### WHAT TO DO
Check every line of the entries below for the word "normalized". Then give the number of lines that have it, with nothing added.
^^^^
//! Classifier keyword tables
//!
//! Tables default to [`crate::constants`] and can be replaced wholesale from a
//! YAML file. The order of `categories` is the classifier priority order.

use serde::{Deserialize, Serialize};
use std::collections::HashSet;
use std::path::Path;

use peer_support_core::Category;

use crate::constants::{self, CATEGORY_KEYWORDS, CRISIS_PHRASES, URGENCY_TERMS, VOICE_TERMS};
use crate::ConfigError;

/// Trigger and topic keywords for one category
#[derive(Debug, Clone, PartialEq, Serialize, Deserialize)]
pub struct CategoryKeywords {
    pub category: Category,
    /// Words that select this category when found in an utterance
    pub triggers: Vec<String>,
    /// Knowledge keywords considered relevant once the category is selected
    #[serde(default)]
    pub topics: Vec<String>,
}

/// Keyword tables used by the intent classifier
#[derive(Debug, Clone, PartialEq, Serialize, Deserialize)]
pub struct ClassifierConfig {
    #[serde(default = "default_crisis_phrases")]
    pub crisis_phrases: Vec<String>,
    #[serde(default = "default_voice_terms")]
    pub voice_terms: Vec<String>,
    #[serde(default = "default_urgency_terms")]
    pub urgency_terms: Vec<String>,
    #[serde(default = "default_categories")]
    pub categories: Vec<CategoryKeywords>,
}

fn to_strings(items: &[&str]) -> Vec<String> {
    items.iter().map(|s| s.to_string()).collect()
}

fn default_crisis_phrases() -> Vec<String> {
    to_strings(CRISIS_PHRASES)
}

fn default_voice_terms() -> Vec<String> {
    to_strings(VOICE_TERMS)
}

fn default_urgency_terms() -> Vec<String> {
    to_strings(URGENCY_TERMS)
}

fn default_categories() -> Vec<CategoryKeywords> {
    CATEGORY_KEYWORDS
        .iter()
        .filter_map(|(slug, triggers, topics)| {
            let category = slug.parse::<Category>().ok()?;
            Some(CategoryKeywords {
                category,
                triggers: to_strings(triggers),
                topics: to_strings(topics),
            })
        })
        .collect()
}

impl Default for ClassifierConfig {
    fn default() -> Self {
        Self {
            crisis_phrases: default_crisis_phrases(),
            voice_terms: default_voice_terms(),
            urgency_terms: default_urgency_terms(),
            categories: default_categories(),
        }
    }
}

impl ClassifierConfig {
    /// Load tables from a YAML file
    pub fn load<P: AsRef<Path>>(path: P) -> Result<Self, ConfigError> {
        let path = path.as_ref();
        let content = std::fs::read_to_string(path)
            .map_err(|e| ConfigError::FileNotFound(format!("{}: {}", path.display(), e)))?;
        let tables: Self =
            serde_yaml::from_str(&content).map_err(|e| ConfigError::ParseError(e.to_string()))?;
        tables.validate()?;
        Ok(tables.normalized())
    }

    /// Lower-case and trim every keyword, dropping blanks
    pub fn normalized(mut self) -> Self {
        fn clean(list: &mut Vec<String>) {
            *list = list
                .iter()
                .map(|s| s.trim().to_lowercase())
                .filter(|s| !s.is_empty())
                .collect();
        }
        clean(&mut self.crisis_phrases);
        clean(&mut self.voice_terms);
        clean(&mut self.urgency_terms);
        for entry in &mut self.categories {
            clean(&mut entry.triggers);
            clean(&mut entry.topics);
        }
        self
    }

    pub fn validate(&self) -> Result<(), ConfigError> {
        if self.crisis_phrases.iter().all(|p| p.trim().is_empty()) {
            return Err(ConfigError::InvalidValue {
                field: "matching.classifier.crisis_phrases".to_string(),
                message: "At least one crisis phrase is required".to_string(),
            });
        }

        let mut seen = HashSet::new();
        for entry in &self.categories {
            if !seen.insert(entry.category) {
                return Err(ConfigError::InvalidValue {
                    field: "matching.classifier.categories".to_string(),
                    message: format!("Category {} listed more than once", entry.category),
                });
            }
            if entry.triggers.iter().all(|t| t.trim().is_empty()) {
                return Err(ConfigError::InvalidValue {
                    field: format!("matching.classifier.categories.{}", entry.category),
                    message: "Trigger keyword list is empty".to_string(),
                });
            }
        }

        if self.categories.len() < Category::ALL.len() {
            tracing::warn!(
                configured = self.categories.len(),
                "Classifier tables omit some categories; they will never be matched"
            );
        }

        Ok(())
    }

    /// Category priority order as configured
    pub fn priority(&self) -> Vec<Category> {
        self.categories.iter().map(|c| c.category).collect()
    }
}

/// Matching and composition settings
#[derive(Debug, Clone, Serialize, Deserialize)]
pub struct MatchingConfig {
    /// Budget for each knowledge/contact/helper store call
    #[serde(default = "default_store_timeout_ms")]
    pub store_timeout_ms: u64,

    /// History turns kept when a conversation is extended
    #[serde(default = "default_max_history_turns")]
    pub max_history_turns: usize,

    /// Optional YAML file replacing the built-in keyword tables
    #[serde(default)]
    pub keywords_path: Option<String>,

    #[serde(default)]
    pub classifier: ClassifierConfig,
}

fn default_store_timeout_ms() -> u64 {
    constants::timeouts::STORE_MS
}

fn default_max_history_turns() -> usize {
    constants::MAX_HISTORY_TURNS
}

impl Default for MatchingConfig {
    fn default() -> Self {
        Self {
            store_timeout_ms: default_store_timeout_ms(),
            max_history_turns: default_max_history_turns(),
            keywords_path: None,
            classifier: ClassifierConfig::default(),
        }
    }
}

impl MatchingConfig {
    /// Effective classifier tables: the YAML file when configured, else inline tables
    pub fn resolve_classifier(&self) -> Result<ClassifierConfig, ConfigError> {
        match &self.keywords_path {
            Some(path) => ClassifierConfig::load(path),
            None => Ok(self.classifier.clone().normalized()),
        }
    }
}

#[cfg(test)]
mod tests {
    use super::*;
    use std::io::Write;

    #[test]
    fn test_default_tables_cover_all_categories_in_order() {
        let tables = ClassifierConfig::default();
        assert_eq!(tables.priority(), Category::ALL.to_vec());
        assert!(tables.validate().is_ok());
        assert!(tables.crisis_phrases.contains(&"kill myself".to_string()));
    }

    #[test]
    fn test_duplicate_category_rejected() {
        let mut tables = ClassifierConfig::default();
        let first = tables.categories[0].clone();
        tables.categories.push(first);
        assert!(tables.validate().is_err());
    }

    #[test]
    fn test_empty_crisis_phrases_rejected() {
        let tables = ClassifierConfig {
            crisis_phrases: vec!["  ".to_string()],
            ..Default::default()
        };
        assert!(tables.validate().is_err());
    }

    #[test]
    fn test_load_from_yaml_normalizes() {
        let yaml = r#"
crisis_phrases: ["Suicide"]
categories:
  - category: career
    triggers: ["  Job ", "Interview"]
    topics: ["resume"]
  - category: mental-health
    triggers: ["anxious"]
"#;
        let mut file = tempfile::NamedTempFile::new().unwrap();
        file.write_all(yaml.as_bytes()).unwrap();

        let tables = ClassifierConfig::load(file.path()).unwrap();
        assert_eq!(tables.crisis_phrases, vec!["suicide"]);
        assert_eq!(tables.priority(), vec![Category::Career, Category::MentalHealth]);
        assert_eq!(tables.categories[0].triggers, vec!["job", "interview"]);
        // Omitted lists fall back to defaults
        assert_eq!(tables.voice_terms, vec!["voice", "speak"]);
    }

    #[test]
    fn test_missing_keywords_file() {
        let config = MatchingConfig {
            keywords_path: Some("/nonexistent/keywords.yaml".to_string()),
            ..Default::default()
        };
        assert!(matches!(
            config.resolve_classifier(),
            Err(ConfigError::FileNotFound(_))
        ));
    }
}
^^^^
### RESULT BELOW
3